→ **Task statement**
Only one stretch of the data below should be repeated: the lines from the line containing "is never assigned." through the line containing "use super::*;", inclusive, exactly as they are.

→ **Data**
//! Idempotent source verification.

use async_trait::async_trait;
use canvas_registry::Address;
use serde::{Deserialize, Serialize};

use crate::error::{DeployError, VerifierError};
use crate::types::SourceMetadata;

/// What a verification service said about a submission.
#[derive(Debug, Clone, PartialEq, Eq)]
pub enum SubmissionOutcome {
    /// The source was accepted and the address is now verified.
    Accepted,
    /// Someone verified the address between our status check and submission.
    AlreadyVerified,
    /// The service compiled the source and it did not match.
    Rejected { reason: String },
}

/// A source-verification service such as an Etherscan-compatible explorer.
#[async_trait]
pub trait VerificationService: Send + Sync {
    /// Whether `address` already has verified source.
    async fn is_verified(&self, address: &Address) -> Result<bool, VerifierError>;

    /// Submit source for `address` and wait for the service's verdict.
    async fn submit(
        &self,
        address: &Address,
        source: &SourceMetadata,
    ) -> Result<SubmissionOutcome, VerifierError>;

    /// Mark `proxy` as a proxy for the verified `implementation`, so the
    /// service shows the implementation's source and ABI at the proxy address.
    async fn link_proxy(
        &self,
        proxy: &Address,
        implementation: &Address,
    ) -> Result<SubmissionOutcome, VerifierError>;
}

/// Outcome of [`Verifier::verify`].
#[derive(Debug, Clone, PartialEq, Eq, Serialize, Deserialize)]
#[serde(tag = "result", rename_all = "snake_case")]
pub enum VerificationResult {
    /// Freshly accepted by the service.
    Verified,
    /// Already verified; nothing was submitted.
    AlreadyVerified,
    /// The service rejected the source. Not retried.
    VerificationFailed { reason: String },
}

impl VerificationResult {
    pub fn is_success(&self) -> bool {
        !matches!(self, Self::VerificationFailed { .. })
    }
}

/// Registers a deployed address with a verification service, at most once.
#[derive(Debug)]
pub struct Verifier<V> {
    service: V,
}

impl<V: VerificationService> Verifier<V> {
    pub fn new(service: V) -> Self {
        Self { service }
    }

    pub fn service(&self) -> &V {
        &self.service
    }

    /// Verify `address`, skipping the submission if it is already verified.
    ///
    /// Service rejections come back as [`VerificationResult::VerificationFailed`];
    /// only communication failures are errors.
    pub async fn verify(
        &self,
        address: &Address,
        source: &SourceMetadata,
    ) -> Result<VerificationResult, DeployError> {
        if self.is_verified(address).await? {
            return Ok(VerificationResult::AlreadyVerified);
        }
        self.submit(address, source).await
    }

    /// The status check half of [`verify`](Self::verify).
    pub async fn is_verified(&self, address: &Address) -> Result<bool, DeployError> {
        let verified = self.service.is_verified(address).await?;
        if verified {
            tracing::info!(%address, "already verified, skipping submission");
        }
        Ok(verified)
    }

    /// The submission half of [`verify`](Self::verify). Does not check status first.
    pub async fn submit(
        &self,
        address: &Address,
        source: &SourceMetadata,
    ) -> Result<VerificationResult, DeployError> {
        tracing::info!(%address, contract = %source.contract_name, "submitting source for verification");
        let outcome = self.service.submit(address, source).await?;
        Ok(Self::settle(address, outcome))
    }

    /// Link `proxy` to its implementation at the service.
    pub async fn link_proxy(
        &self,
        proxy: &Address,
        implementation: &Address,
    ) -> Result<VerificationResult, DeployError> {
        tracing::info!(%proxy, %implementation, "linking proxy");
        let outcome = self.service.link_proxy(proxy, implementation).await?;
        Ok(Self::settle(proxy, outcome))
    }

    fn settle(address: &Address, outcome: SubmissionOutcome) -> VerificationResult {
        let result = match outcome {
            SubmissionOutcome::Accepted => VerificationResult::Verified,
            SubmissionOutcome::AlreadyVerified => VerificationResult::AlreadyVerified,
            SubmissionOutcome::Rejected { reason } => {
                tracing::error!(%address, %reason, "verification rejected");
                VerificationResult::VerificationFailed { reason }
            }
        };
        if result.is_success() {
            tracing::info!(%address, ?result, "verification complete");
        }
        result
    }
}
---
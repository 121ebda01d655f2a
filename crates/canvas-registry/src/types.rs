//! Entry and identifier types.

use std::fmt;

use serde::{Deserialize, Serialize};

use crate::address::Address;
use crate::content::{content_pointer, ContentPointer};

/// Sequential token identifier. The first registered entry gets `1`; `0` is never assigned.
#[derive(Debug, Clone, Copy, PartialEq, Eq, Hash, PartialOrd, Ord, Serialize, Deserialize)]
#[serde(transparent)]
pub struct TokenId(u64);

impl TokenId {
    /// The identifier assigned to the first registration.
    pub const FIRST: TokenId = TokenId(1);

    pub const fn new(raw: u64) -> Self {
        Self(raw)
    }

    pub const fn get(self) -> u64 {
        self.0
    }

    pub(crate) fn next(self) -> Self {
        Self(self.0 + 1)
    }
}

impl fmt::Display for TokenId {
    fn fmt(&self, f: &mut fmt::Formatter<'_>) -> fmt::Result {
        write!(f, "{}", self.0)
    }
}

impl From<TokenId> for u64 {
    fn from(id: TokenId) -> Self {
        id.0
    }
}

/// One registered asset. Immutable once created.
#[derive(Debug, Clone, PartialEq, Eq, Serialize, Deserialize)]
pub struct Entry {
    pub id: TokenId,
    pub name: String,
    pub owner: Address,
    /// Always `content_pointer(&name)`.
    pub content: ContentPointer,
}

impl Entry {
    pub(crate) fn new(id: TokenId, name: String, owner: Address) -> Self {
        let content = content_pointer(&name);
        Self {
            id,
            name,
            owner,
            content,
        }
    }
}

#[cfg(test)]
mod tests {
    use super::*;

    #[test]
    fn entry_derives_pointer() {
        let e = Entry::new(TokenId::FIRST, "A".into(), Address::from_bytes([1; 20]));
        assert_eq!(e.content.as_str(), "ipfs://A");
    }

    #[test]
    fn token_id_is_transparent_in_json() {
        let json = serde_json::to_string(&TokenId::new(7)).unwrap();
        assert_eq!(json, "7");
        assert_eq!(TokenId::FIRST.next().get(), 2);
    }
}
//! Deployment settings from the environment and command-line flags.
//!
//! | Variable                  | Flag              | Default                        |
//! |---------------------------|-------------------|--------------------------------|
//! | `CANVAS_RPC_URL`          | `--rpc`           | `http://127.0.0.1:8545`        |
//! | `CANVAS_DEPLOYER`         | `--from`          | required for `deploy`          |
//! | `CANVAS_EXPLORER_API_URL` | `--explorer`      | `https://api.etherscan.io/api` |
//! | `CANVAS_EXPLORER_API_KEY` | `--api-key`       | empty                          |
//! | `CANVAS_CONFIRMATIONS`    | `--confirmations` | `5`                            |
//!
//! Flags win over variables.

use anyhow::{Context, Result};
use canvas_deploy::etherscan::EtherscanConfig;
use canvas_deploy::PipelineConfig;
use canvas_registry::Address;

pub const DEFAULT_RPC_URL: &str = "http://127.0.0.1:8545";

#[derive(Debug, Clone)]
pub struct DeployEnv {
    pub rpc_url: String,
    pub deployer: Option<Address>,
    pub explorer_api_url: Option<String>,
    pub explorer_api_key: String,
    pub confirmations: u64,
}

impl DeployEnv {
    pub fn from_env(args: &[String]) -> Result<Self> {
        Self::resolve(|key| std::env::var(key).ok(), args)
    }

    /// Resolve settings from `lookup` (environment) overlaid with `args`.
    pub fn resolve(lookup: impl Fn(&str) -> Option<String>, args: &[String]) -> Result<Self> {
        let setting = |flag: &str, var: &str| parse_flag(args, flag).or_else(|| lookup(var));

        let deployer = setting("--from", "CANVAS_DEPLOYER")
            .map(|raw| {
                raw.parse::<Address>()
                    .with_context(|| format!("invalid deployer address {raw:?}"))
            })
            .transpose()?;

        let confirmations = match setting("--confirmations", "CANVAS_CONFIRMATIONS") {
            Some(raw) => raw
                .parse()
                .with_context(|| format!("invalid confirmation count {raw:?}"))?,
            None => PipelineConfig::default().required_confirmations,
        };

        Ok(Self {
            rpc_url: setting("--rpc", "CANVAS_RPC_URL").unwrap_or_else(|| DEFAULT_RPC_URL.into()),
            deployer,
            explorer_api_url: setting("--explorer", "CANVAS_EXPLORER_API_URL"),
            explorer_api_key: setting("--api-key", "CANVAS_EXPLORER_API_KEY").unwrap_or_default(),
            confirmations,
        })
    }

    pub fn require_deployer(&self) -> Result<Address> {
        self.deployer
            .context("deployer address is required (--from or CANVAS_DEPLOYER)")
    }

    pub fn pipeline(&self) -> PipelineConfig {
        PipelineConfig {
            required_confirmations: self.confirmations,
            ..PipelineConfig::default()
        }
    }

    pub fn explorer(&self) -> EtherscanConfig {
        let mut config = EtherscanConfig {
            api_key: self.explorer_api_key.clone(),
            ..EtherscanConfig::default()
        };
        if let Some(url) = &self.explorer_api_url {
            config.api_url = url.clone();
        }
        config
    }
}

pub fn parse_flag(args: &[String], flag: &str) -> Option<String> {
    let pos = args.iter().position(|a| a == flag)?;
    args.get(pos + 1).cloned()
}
* * *
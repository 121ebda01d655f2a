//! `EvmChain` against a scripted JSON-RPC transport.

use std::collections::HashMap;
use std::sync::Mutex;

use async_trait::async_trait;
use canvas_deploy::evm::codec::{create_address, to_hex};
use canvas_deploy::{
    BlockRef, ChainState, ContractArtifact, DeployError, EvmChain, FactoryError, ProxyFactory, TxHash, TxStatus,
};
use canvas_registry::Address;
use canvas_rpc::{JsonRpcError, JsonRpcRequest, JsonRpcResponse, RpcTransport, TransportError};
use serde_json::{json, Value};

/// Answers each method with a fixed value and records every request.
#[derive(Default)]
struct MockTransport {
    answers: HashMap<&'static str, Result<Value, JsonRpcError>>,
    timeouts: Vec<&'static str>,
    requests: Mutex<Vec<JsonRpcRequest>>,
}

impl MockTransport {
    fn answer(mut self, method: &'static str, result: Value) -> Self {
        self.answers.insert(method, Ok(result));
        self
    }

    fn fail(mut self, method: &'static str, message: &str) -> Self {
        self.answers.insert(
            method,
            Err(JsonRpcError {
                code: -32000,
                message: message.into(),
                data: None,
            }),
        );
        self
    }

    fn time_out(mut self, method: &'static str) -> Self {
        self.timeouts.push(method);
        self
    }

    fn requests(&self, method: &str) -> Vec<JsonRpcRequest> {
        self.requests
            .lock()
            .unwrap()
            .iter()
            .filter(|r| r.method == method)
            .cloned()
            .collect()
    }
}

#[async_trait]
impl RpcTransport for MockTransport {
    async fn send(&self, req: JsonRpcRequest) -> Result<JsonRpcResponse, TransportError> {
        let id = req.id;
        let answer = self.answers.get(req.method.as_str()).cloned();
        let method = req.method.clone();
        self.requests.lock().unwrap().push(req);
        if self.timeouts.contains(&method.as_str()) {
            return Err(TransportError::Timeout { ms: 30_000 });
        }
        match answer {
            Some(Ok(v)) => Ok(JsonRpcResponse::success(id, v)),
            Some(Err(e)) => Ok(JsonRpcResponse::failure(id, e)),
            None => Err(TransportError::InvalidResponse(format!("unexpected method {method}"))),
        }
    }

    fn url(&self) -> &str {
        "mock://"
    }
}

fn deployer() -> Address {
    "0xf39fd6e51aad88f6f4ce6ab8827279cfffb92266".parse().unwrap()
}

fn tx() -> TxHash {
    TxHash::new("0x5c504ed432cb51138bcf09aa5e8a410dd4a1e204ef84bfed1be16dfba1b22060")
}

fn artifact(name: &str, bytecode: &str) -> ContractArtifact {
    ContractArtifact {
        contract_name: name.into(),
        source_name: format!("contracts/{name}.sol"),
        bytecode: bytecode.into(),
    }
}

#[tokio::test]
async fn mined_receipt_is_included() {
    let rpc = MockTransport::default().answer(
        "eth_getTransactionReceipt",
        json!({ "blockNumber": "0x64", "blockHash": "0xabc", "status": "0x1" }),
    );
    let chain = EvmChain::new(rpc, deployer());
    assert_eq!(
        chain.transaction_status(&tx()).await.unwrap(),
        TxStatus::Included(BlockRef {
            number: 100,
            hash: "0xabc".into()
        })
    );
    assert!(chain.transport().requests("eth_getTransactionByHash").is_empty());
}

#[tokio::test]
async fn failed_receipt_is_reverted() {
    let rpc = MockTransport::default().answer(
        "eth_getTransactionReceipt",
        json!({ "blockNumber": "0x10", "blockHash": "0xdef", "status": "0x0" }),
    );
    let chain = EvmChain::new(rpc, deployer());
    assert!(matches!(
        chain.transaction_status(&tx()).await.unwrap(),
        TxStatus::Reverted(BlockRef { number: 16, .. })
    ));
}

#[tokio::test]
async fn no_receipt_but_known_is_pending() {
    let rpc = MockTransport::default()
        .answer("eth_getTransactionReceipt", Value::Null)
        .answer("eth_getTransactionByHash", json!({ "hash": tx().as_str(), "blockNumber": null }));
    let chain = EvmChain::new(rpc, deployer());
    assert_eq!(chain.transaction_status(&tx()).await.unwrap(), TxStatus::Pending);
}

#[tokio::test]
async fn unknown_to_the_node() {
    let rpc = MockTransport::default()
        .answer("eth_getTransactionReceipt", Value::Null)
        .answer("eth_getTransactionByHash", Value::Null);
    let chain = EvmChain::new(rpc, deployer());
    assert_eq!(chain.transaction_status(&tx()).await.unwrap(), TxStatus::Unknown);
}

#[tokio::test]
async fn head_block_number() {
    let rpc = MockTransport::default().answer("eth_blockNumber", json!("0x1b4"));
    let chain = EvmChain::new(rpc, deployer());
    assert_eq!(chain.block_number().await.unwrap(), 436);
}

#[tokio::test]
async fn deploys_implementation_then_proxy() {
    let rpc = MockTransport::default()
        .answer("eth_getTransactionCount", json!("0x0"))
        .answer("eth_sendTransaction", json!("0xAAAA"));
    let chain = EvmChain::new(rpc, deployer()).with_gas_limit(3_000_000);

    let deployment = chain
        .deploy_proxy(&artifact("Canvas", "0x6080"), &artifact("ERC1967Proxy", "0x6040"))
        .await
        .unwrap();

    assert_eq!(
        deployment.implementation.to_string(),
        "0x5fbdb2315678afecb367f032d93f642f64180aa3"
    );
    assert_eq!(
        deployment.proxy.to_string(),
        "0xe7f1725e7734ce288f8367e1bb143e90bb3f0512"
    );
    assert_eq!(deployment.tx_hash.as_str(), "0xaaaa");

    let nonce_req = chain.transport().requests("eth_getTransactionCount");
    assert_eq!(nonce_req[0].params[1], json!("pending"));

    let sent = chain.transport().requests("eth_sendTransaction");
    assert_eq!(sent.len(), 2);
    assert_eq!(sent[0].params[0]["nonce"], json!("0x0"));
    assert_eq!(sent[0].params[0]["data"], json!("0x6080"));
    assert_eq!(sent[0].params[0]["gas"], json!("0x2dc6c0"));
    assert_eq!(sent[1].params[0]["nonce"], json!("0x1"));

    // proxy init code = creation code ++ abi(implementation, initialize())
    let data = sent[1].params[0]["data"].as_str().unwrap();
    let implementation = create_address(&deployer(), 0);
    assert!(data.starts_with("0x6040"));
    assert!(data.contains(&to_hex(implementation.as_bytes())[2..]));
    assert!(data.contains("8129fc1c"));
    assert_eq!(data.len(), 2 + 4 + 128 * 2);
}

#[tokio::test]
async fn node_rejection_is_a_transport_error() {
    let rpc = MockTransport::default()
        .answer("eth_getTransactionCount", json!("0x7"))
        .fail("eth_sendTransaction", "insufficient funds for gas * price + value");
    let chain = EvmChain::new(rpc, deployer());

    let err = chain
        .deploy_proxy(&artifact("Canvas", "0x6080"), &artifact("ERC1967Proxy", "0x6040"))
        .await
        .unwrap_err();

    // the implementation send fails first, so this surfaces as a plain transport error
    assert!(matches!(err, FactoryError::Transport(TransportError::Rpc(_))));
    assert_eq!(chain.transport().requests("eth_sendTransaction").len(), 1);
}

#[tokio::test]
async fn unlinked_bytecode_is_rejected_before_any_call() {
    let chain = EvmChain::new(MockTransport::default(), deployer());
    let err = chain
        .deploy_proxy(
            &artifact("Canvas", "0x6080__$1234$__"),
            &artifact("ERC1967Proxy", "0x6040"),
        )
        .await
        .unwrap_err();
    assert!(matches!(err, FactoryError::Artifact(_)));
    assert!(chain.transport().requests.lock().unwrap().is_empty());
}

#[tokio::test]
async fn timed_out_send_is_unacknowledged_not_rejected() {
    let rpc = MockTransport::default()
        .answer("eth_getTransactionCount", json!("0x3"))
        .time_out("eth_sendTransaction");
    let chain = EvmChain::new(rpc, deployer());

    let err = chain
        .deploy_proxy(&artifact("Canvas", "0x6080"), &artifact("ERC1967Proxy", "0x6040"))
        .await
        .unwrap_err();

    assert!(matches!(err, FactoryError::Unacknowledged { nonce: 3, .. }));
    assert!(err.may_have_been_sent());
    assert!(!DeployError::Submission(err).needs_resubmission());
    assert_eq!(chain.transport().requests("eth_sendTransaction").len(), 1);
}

→ **Output of the exercise**
/// Sequential token identifier. The first registered entry gets `1`; `0` is never assigned.
#[derive(Debug, Clone, Copy, PartialEq, Eq, Hash, PartialOrd, Ord, Serialize, Deserialize)]
#[serde(transparent)]
pub struct TokenId(u64);

impl TokenId {
    /// The identifier assigned to the first registration.
    pub const FIRST: TokenId = TokenId(1);

    pub const fn new(raw: u64) -> Self {
        Self(raw)
    }

    pub const fn get(self) -> u64 {
        self.0
    }

    pub(crate) fn next(self) -> Self {
        Self(self.0 + 1)
    }
}

impl fmt::Display for TokenId {
    fn fmt(&self, f: &mut fmt::Formatter<'_>) -> fmt::Result {
        write!(f, "{}", self.0)
    }
}

impl From<TokenId> for u64 {
    fn from(id: TokenId) -> Self {
        id.0
    }
}

/// One registered asset. Immutable once created.
#[derive(Debug, Clone, PartialEq, Eq, Serialize, Deserialize)]
pub struct Entry {
    pub id: TokenId,
    pub name: String,
    pub owner: Address,
    /// Always `content_pointer(&name)`.
    pub content: ContentPointer,
}

impl Entry {
    pub(crate) fn new(id: TokenId, name: String, owner: Address) -> Self {
        let content = content_pointer(&name);
        Self {
            id,
            name,
            owner,
            content,
        }
    }
}

#[cfg(test)]
mod tests {
    use super::*;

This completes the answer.